Installé à Saint-Félicien où il élève 80.000 escargots, Mike Vergnes souligne : «Aujourd'hui, on ne peut plus produire en continu de mai à octobre comme on le faisait auparavant ; on est obligé de renoncer à un mois de croissance durant l'été pour éviter les trop fortes chaleurs.»
À Albon, au nord de la Drôme, Patrice Lambert enregistre plus de 30 % de pertes. «On a pourtant mis en place des semis de ray-grass où les escargots peuvent se réfugier pour trouver un peu plus de fraîcheur et d'humidité. Mais cet été, ça n'a pas suffi.»

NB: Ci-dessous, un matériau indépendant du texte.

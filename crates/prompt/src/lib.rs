//! Prompt system for EasyDocs.
//!
//! This crate provides structured prompt management with:
//! - Built-in YAML prompt definitions (grounded QA, simplification)
//! - Workspace overrides in `.easydocs/prompts/`
//! - Handlebars template rendering

pub mod builder;
pub mod loader;
pub mod types;

// Re-export main types
pub use builder::build_prompt;
pub use loader::{builtin_prompt, list_prompts, load_prompt, GROUNDED_QA_PROMPT, SIMPLIFY_PROMPT};
pub use types::{
    BuiltPrompt, PromptDefinition, PromptInputSpec, PromptOutputSpec,
};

Des coûts de production qui flambent
Les héliciculteurs subissent aussi les hausses de prix, en particulier sur les emballages (conserves métalliques, verres...), mais également du beurre, «dont le coût a plus que doublé en un an», déplore Marc Lafosse. Pour Patrice Lambert, le modèle des héliciculteurs transformateurs est menacé : «Cela fait 33 ans que je suis installé et je n'avais jamais connu des temps aussi difficiles. J'ai dû décliner certains clients et renoncé à des salons comme le marché de Noël de Lyon que je n'ai jamais raté depuis 25 ans.»

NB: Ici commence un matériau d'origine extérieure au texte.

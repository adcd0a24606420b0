//! In-process search index.
//!
//! Keeps records in memory and fuses a keyword ranking with a vector
//! ranking using Reciprocal Rank Fusion: `score = Σ 1 / (RRF_K + rank)`.
//! Useful for local runs and tests; contents are lost when the process
//! exits.

use super::{cosine_similarity, RecordAck, SearchHit, SearchIndex, VectorRecord};
use easydocs_core::{AppError, AppResult};
use std::collections::{HashMap, HashSet};
use std::sync::RwLock;

/// RRF smoothing constant.
const RRF_K: f32 = 60.0;

#[derive(Debug, Default)]
pub struct MemoryIndex {
    records: RwLock<Vec<VectorRecord>>,
}

impl MemoryIndex {
    pub fn new() -> Self {
        Self::default()
    }

    pub fn len(&self) -> usize {
        self.records.read().map(|r| r.len()).unwrap_or(0)
    }

    pub fn is_empty(&self) -> bool {
        self.len() == 0
    }
}

fn lock_error() -> AppError {
    AppError::Other("Memory index lock poisoned".to_string())
}

fn terms(text: &str) -> Vec<String> {
    text.to_lowercase()
        .split(|c: char| !c.is_alphanumeric())
        .filter(|t| t.chars().count() > 1)
        .map(str::to_string)
        .collect()
}

/// Record positions with at least one query term, by descending term hits.
fn keyword_ranking(records: &[VectorRecord], query: &str) -> Vec<usize> {
    let query_terms: HashSet<String> = terms(query).into_iter().collect();
    if query_terms.is_empty() {
        return Vec::new();
    }

    let mut scored: Vec<(usize, usize)> = records
        .iter()
        .enumerate()
        .filter_map(|(pos, record)| {
            let hits = terms(&record.content)
                .iter()
                .filter(|t| query_terms.contains(*t))
                .count();
            (hits > 0).then_some((pos, hits))
        })
        .collect();

    scored.sort_by(|a, b| b.1.cmp(&a.1).then(a.0.cmp(&b.0)));
    scored.into_iter().map(|(pos, _)| pos).collect()
}

/// Record positions with positive similarity, most similar first.
fn vector_ranking(records: &[VectorRecord], vector: &[f32]) -> Vec<usize> {
    let mut scored: Vec<(usize, f32)> = records
        .iter()
        .enumerate()
        .map(|(pos, record)| (pos, cosine_similarity(&record.vector, vector)))
        .filter(|(_, score)| *score > 0.0)
        .collect();

    scored.sort_by(|a, b| b.1.total_cmp(&a.1).then(a.0.cmp(&b.0)));
    scored.into_iter().map(|(pos, _)| pos).collect()
}

fn fuse(rankings: &[Vec<usize>]) -> Vec<(usize, f32)> {
    let mut scores: HashMap<usize, f32> = HashMap::new();
    for ranking in rankings {
        for (rank, pos) in ranking.iter().enumerate() {
            *scores.entry(*pos).or_insert(0.0) += 1.0 / (RRF_K + rank as f32 + 1.0);
        }
    }

    let mut fused: Vec<(usize, f32)> = scores.into_iter().collect();
    fused.sort_by(|a, b| b.1.total_cmp(&a.1).then(a.0.cmp(&b.0)));
    fused
}

#[async_trait::async_trait]
impl SearchIndex for MemoryIndex {
    fn name(&self) -> &str {
        "memory"
    }

    async fn upsert(&self, records: &[VectorRecord]) -> AppResult<Vec<RecordAck>> {
        let mut stored = self.records.write().map_err(|_| lock_error())?;
        let mut acks = Vec::with_capacity(records.len());

        for record in records {
            match stored.iter_mut().find(|r| r.id == record.id) {
                Some(existing) => *existing = record.clone(),
                None => stored.push(record.clone()),
            }
            acks.push(RecordAck::written(&record.id));
        }

        Ok(acks)
    }

    async fn hybrid_search(
        &self,
        query: &str,
        vector: &[f32],
        k: usize,
    ) -> AppResult<Vec<SearchHit>> {
        let stored = self.records.read().map_err(|_| lock_error())?;
        if stored.is_empty() || k == 0 {
            return Ok(Vec::new());
        }

        let rankings = [keyword_ranking(&stored, query), vector_ranking(&stored, vector)];

        Ok(fuse(&rankings)
            .into_iter()
            .take(k)
            .map(|(pos, score)| {
                let record = &stored[pos];
                SearchHit {
                    id: record.id.clone(),
                    title: record.title.clone(),
                    content: record.content.clone(),
                    score,
                }
            })
            .collect())
    }
}

#[cfg(test)]
mod tests {
    use super::*;

    fn record(id: &str, content: &str, vector: Vec<f32>) -> VectorRecord {
        VectorRecord {
            id: id.to_string(),
            title: "doc.pdf".to_string(),
            content: content.to_string(),
            vector,
        }
    }

    async fn seeded() -> MemoryIndex {
        let index = MemoryIndex::new();
        index
            .upsert(&[
                record("rent", "Rent is due on the first day of each month", vec![1.0, 0.0, 0.0]),
                record("term", "Termination requires sixty days notice", vec![0.0, 1.0, 0.0]),
                record("pets", "Pets are not allowed on the premises", vec![0.0, 0.0, 1.0]),
            ])
            .await
            .unwrap();
        index
    }

    #[tokio::test]
    async fn test_empty_index_returns_nothing() {
        let index = MemoryIndex::new();
        let hits = index.hybrid_search("rent", &[1.0, 0.0, 0.0], 3).await.unwrap();
        assert!(hits.is_empty());
    }

    #[tokio::test]
    async fn test_keyword_and_vector_agreement_ranks_first() {
        let index = seeded().await;
        let hits = index
            .hybrid_search("termination notice", &[0.0, 1.0, 0.0], 3)
            .await
            .unwrap();

        assert_eq!(hits[0].id, "term");
        assert_eq!(hits.len(), 1);
    }

    #[tokio::test]
    async fn test_fusion_blends_both_rankings() {
        let index = seeded().await;
        // keyword favours "pets", vector favours "rent"
        let hits = index
            .hybrid_search("pets premises", &[0.9, 0.0, 0.1], 3)
            .await
            .unwrap();

        let ids: Vec<&str> = hits.iter().map(|h| h.id.as_str()).collect();
        assert_eq!(hits.len(), 2);
        assert!(ids.contains(&"pets"));
        assert!(ids.contains(&"rent"));
        assert_eq!(ids[0], "pets");
    }

    #[tokio::test]
    async fn test_upsert_replaces_by_id() {
        let index = seeded().await;
        index
            .upsert(&[record("rent", "Rent is due weekly", vec![1.0, 0.0, 0.0])])
            .await
            .unwrap();

        assert_eq!(index.len(), 3);
        let hits = index.hybrid_search("weekly", &[1.0, 0.0, 0.0], 1).await.unwrap();
        assert_eq!(hits[0].content, "Rent is due weekly");
    }

    #[tokio::test]
    async fn test_respects_k() {
        let index = seeded().await;
        let hits = index
            .hybrid_search("the", &[0.5, 0.5, 0.5], 2)
            .await
            .unwrap();
        assert_eq!(hits.len(), 2);
    }
}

Une filière encore peu structurée
Malgré ces difficultés, l'héliciculture a peu d'aides. «Comme nous avons de très petites surfaces, nous ne touchons rien de la Pac», souligne Valérie Delabre. Marc Lafosse enchaîne : «Notre filière manque de structuration et de références techniques. Les formations, très peu nombreuses, nous obligent à beaucoup tâtonner... On n'a pas non plus d'outils spécifiques adaptés à notre production, rien n'est mécanisé.» Depuis quelques semaines toutefois, un regroupement des héliciculteurs français est initié.
Pénurie : pourquoi le conflit ukrainien n'arrange rien...

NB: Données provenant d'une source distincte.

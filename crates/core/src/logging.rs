//! Logging infrastructure for EasyDocs.
//!
//! This module initializes the tracing subscriber for structured logging.
//! All logs are emitted to stderr so stdout stays reserved for answers.

use tracing_subscriber::{fmt, layer::SubscriberExt, util::SubscriberInitExt, EnvFilter};

use crate::error::{AppError, AppResult};

/// Initialize the tracing subscriber with stderr output.
///
/// This sets up structured logging with:
/// - Output to stderr (stdout is reserved for chat output)
/// - Environment-based filtering (RUST_LOG or provided level)
/// - Optional ANSI color control
///
/// # Arguments
/// * `log_level` - Optional log filter override (e.g., "debug", "easydocs_knowledge=trace")
/// * `no_color` - Disable colored output
///
/// # Example
/// ```no_run
/// use easydocs_core::logging::init_logging;
///
/// init_logging(None, false).expect("Failed to initialize logging");
/// ```
pub fn init_logging(log_level: Option<&str>, no_color: bool) -> AppResult<()> {
    let env_filter = build_filter(log_level)?;

    let fmt_layer = fmt::layer()
        .with_writer(std::io::stderr)
        .with_target(true)
        .with_level(true)
        .with_ansi(!no_color && supports_color());

    tracing_subscriber::registry()
        .with(env_filter)
        .with(fmt_layer)
        .try_init()
        .map_err(|e| AppError::Config(format!("Failed to init logging: {}", e)))?;

    Ok(())
}

/// Resolve the filter directive: explicit level, then RUST_LOG, then "info".
fn build_filter(log_level: Option<&str>) -> AppResult<EnvFilter> {
    let default_level = std::env::var("RUST_LOG").unwrap_or_else(|_| "info".to_string());
    let filter_str = log_level.unwrap_or(&default_level);

    EnvFilter::try_new(filter_str)
        .map_err(|e| AppError::Config(format!("Invalid log filter '{}': {}", filter_str, e)))
}

/// Check if the terminal supports color output.
fn supports_color() -> bool {
    std::env::var("NO_COLOR").is_err()
}

#[cfg(test)]
mod tests {
    use super::*;

    #[test]
    fn test_build_filter_accepts_directives() {
        assert!(build_filter(Some("debug")).is_ok());
        assert!(build_filter(Some("easydocs_knowledge=trace,info")).is_ok());
    }

    #[test]
    fn test_build_filter_rejects_garbage() {
        let result = build_filter(Some("easydocs=notalevel"));
        assert!(matches!(result, Err(AppError::Config(_))));
    }
}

Derrière la Pologne, l'Ukraine était devenue depuis quelques années l'un des principaux fournisseurs d'escargots. En 2020, le pays totalisait plus de 400 fermes qui produisaient jusqu'à 1.000 t d'escargots, dont la quasi-totalité était exportée vers l'Union européenne. Mais la crise sanitaire, et plus récemment le conflit avec la Russie, ont contraint nombre d'héliciculteurs à abandonner leur activité. Depuis la guerre en Ukraine, les escargotiers européens s'approvisionnent désormais en Roumanie, en Lituanie, en Pologne et en Hongrie. Mais ces pays ont eux aussi pâti de la sécheresse et ont du mal à absorber toute la demande.
Les pertes d'escargots bientôt reconnues en calamités ?
Dans le cadre de sa tournée départementale pour évaluer les pertes causées par la sécheresse, le comité départemental d'expertise des calamités agricoles a visité la Ferme des Restanques, à Saint-Remèze. Fabien Clavé, chef du service agricole à la DDT, indique : «Nous avons constaté des pertes de l'ordre de 50 % et nous avons demandé la reconnaissance dans le dispositif des calamités. Le comité national de gestion des risques en agriculture (CNGRA) devrait se prononcer soit courant décembre soit le 18 janvier. Il précise : Le taux de perte n'est qu'indicatif et les indemnisations se feront au prorata des pertes constatées sur chacune des exploitations en fonction de leur moyenne olympique.» Affaire à suivre...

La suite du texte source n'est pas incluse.